Hopefully, the third time would be the charm.

Flights and planning

We decided to spring for Business Class, as we’re getting awfully tired of being squished in coach, and we’d not yet taken our experimental Sept/Oct trip to Switzerland and Italy, where we flew in UA Premium Plus and Swiss Int’l Premium Economy. UA had been a positive experience, Swiss Int’l less so.

So, the minute we found a fare we could live with, we booked ($2,987.95 each).

Our closest international airport is Denver, but we prefer to fly out via Chicago, so we booked as follows from our nearest municipal airport:

COS-ORD

ORD-MUC

MUC-DEN

DEN-COS

Leaving via ORD and returning via DEN turned out to be win-win; outbound from ORD is easy, returning not-so-much. We returned via ORD in October and it took two hours to get to our next flight; we have Global Entry, and were through Customs and Immigration in no time, but had to wait ages for our luggage, scanning of bags for our next flight, and security.

That, and having someone constantly shouting at you from the moment you arrive; get in this line, do this, do that, and the incessant public announcements overhead…it’s an abrupt chaotic return to the US.

Returning via Denver this time was the complete opposite. We were through Customs and Immigration in a flash, our luggage arrived in minutes, and we’d rechecked our bags and cleared security in record time…and this two days after Christmas. It was positively Zen.
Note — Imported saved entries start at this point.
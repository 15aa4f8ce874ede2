//! Object kinds and identifier schemes.
//!
//! The Planhat API is one generic CRUD surface over ~20 entity collections.
//! [`ObjectKind`] is the closed registry of those collections: every kind
//! carries its endpoint name, display names, capabilities and page limit,
//! and the name-matching lookups used to resolve a response URL or a metric
//! model tag back to a kind.

use std::fmt;

use crate::error::{PlanhatError, Result};

/// The three identifier schemes Planhat accepts when addressing an object.
#[derive(Debug, Clone, Copy, PartialEq, Eq, Hash, Default)]
pub enum IdKind {
  /// The Planhat-assigned primary id (`_id`).
  #[default]
  Native,
  /// The id assigned by an upstream source CRM (`sourceId`).
  Source,
  /// The id assigned by the caller's own system (`externalId`).
  External,
}

impl IdKind {
  /// URL prefix token used when addressing an object by this scheme.
  pub fn prefix(self) -> &'static str {
    match self {
      IdKind::Native => "",
      IdKind::Source => "srcid-",
      IdKind::External => "extid-",
    }
  }
}

/// Endpoint and naming metadata for one object kind.
#[derive(Debug, Clone, Copy, PartialEq, Eq)]
pub struct KindDescriptor {
  /// Collection name forming the endpoint path (`/companies`, ...).
  pub api_name: &'static str,
  /// Singular display name.
  pub singular: &'static str,
  /// Plural display name.
  pub plural: &'static str,
}

/// A concrete Planhat entity kind.
#[derive(Debug, Clone, Copy, PartialEq, Eq, Hash)]
pub enum ObjectKind {
  Company,
  Asset,
  Campaign,
  Churn,
  Conversation,
  CustomField,
  Enduser,
  Invoice,
  Issue,
  License,
  Note,
  Nps,
  Opportunity,
  Objective,
  Project,
  Sale,
  Task,
  Ticket,
  User,
  Workspace,
  Metric,
}

impl ObjectKind {
  /// Every concrete kind. Order matters for name resolution: kinds that
  /// share an endpoint (Note rides the conversations collection) resolve
  /// to the earlier entry.
  pub const ALL: [ObjectKind; 21] = [
    ObjectKind::Company,
    ObjectKind::Asset,
    ObjectKind::Campaign,
    ObjectKind::Churn,
    ObjectKind::Conversation,
    ObjectKind::CustomField,
    ObjectKind::Enduser,
    ObjectKind::Invoice,
    ObjectKind::Issue,
    ObjectKind::License,
    ObjectKind::Note,
    ObjectKind::Nps,
    ObjectKind::Opportunity,
    ObjectKind::Objective,
    ObjectKind::Project,
    ObjectKind::Sale,
    ObjectKind::Task,
    ObjectKind::Ticket,
    ObjectKind::User,
    ObjectKind::Workspace,
    ObjectKind::Metric,
  ];

  /// Endpoint and naming metadata for this kind.
  pub fn descriptor(self) -> KindDescriptor {
    match self {
      ObjectKind::Company => KindDescriptor {
        api_name: "companies",
        singular: "company",
        plural: "companies",
      },
      ObjectKind::Asset => KindDescriptor {
        api_name: "assets",
        singular: "asset",
        plural: "assets",
      },
      ObjectKind::Campaign => KindDescriptor {
        api_name: "campaigns",
        singular: "campaign",
        plural: "campaigns",
      },
      ObjectKind::Churn => KindDescriptor {
        api_name: "churn",
        singular: "churn",
        plural: "churns",
      },
      ObjectKind::Conversation => KindDescriptor {
        api_name: "conversations",
        singular: "conversation",
        plural: "conversations",
      },
      ObjectKind::CustomField => KindDescriptor {
        api_name: "customfields",
        singular: "custom field",
        plural: "custom fields",
      },
      ObjectKind::Enduser => KindDescriptor {
        api_name: "endusers",
        singular: "enduser",
        plural: "endusers",
      },
      ObjectKind::Invoice => KindDescriptor {
        api_name: "invoices",
        singular: "invoice",
        plural: "invoices",
      },
      ObjectKind::Issue => KindDescriptor {
        api_name: "issues",
        singular: "issue",
        plural: "issues",
      },
      ObjectKind::License => KindDescriptor {
        api_name: "licenses",
        singular: "license",
        plural: "licenses",
      },
      // Notes are conversations on the wire; they keep their own kind so
      // callers can distinguish them locally.
      ObjectKind::Note => KindDescriptor {
        api_name: "conversations",
        singular: "note",
        plural: "notes",
      },
      ObjectKind::Nps => KindDescriptor {
        api_name: "nps",
        singular: "nps",
        plural: "nps",
      },
      ObjectKind::Opportunity => KindDescriptor {
        api_name: "opportunities",
        singular: "opportunity",
        plural: "opportunities",
      },
      ObjectKind::Objective => KindDescriptor {
        api_name: "objectives",
        singular: "objective",
        plural: "objectives",
      },
      ObjectKind::Project => KindDescriptor {
        api_name: "projects",
        singular: "project",
        plural: "projects",
      },
      ObjectKind::Sale => KindDescriptor {
        api_name: "sales",
        singular: "sale",
        plural: "sales",
      },
      ObjectKind::Task => KindDescriptor {
        api_name: "tasks",
        singular: "task",
        plural: "tasks",
      },
      ObjectKind::Ticket => KindDescriptor {
        api_name: "tickets",
        singular: "ticket",
        plural: "tickets",
      },
      ObjectKind::User => KindDescriptor {
        api_name: "users",
        singular: "user",
        plural: "users",
      },
      ObjectKind::Workspace => KindDescriptor {
        api_name: "workspaces",
        singular: "workspace",
        plural: "workspaces",
      },
      ObjectKind::Metric => KindDescriptor {
        api_name: "dimensiondata",
        singular: "metric",
        plural: "metrics",
      },
    }
  }

  /// Collection name forming the endpoint path.
  pub fn api_name(self) -> &'static str {
    self.descriptor().api_name
  }

  /// The kind's name as used in error messages (`Company`, `NPS`, ...).
  pub fn name(self) -> &'static str {
    match self {
      ObjectKind::Company => "Company",
      ObjectKind::Asset => "Asset",
      ObjectKind::Campaign => "Campaign",
      ObjectKind::Churn => "Churn",
      ObjectKind::Conversation => "Conversation",
      ObjectKind::CustomField => "CustomField",
      ObjectKind::Enduser => "Enduser",
      ObjectKind::Invoice => "Invoice",
      ObjectKind::Issue => "Issue",
      ObjectKind::License => "License",
      ObjectKind::Note => "Note",
      ObjectKind::Nps => "NPS",
      ObjectKind::Opportunity => "Opportunity",
      ObjectKind::Objective => "Objective",
      ObjectKind::Project => "Project",
      ObjectKind::Sale => "Sale",
      ObjectKind::Task => "Task",
      ObjectKind::Ticket => "Ticket",
      ObjectKind::User => "User",
      ObjectKind::Workspace => "Workspace",
      ObjectKind::Metric => "Metric",
    }
  }

  /// The `/{collection}` path used for list and create requests.
  pub fn type_urlpath(self) -> String {
    format!("/{}", self.api_name())
  }

  /// Whether objects of this kind carry a top-level `name` field.
  pub fn has_name(self) -> bool {
    matches!(self, ObjectKind::Company | ObjectKind::Workspace)
  }

  /// Whether objects of this kind are owned by a company.
  pub fn is_company_owned(self) -> bool {
    matches!(
      self,
      ObjectKind::Asset
        | ObjectKind::Campaign
        | ObjectKind::Churn
        | ObjectKind::Conversation
        | ObjectKind::Enduser
        | ObjectKind::Invoice
        | ObjectKind::License
        | ObjectKind::Note
        | ObjectKind::Nps
        | ObjectKind::Opportunity
        | ObjectKind::Objective
        | ObjectKind::Project
        | ObjectKind::Sale
        | ObjectKind::Task
        | ObjectKind::Ticket
        | ObjectKind::Workspace
    )
  }

  /// Server-imposed page size for list requests of this kind.
  pub fn page_limit(self) -> usize {
    match self {
      ObjectKind::Company => 5000,
      _ => 2000,
    }
  }

  /// Resolve a collection, singular or plural name to a kind,
  /// case-insensitively. Used for metric model tags and URL resolution.
  pub fn from_name(tag: &str) -> Result<ObjectKind> {
    let lower = tag.to_lowercase();
    Self::ALL
      .iter()
      .copied()
      .find(|kind| {
        let d = kind.descriptor();
        d.api_name == lower || d.singular == lower || d.plural == lower
      })
      .ok_or_else(|| PlanhatError::Resolution(format!("no object kind matches name '{tag}'")))
  }

  /// Resolve a request URL path to a kind by matching its segments against
  /// the registry, preferring the trailing segment.
  pub fn from_path(path: &str) -> Result<ObjectKind> {
    path
      .split('/')
      .filter(|segment| !segment.is_empty())
      .rev()
      .find_map(|segment| Self::from_name(segment).ok())
      .ok_or_else(|| PlanhatError::Resolution(format!("no object kind matches path '{path}'")))
  }
}

impl fmt::Display for ObjectKind {
  fn fmt(&self, f: &mut fmt::Formatter<'_>) -> fmt::Result {
    f.write_str(self.name())
  }
}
We’d booked outbound on ‘the big plane’, a UA Airbus with a three hour layover in Chicago, which would give us extra time to check out the Polaris Lounge. Our only other option on UA is via Skywest’s commuter jets, which we try to avoid due to issues in the past.

But in true UA fashion, a few months after booking they cancelled our flight and moved us to a Skywest Embraer, reducing our layover to one hour and leaving me none-too-happy. We crossed our fingers that they’d switch it back, but they never did.

We usually head to our first destination as soon as we hit the ground, but this time we decided to spend two nights in Munich, which would give us time to recover from jet lag, have dinner at our favorite Munich Indian restaurant, and poke around town.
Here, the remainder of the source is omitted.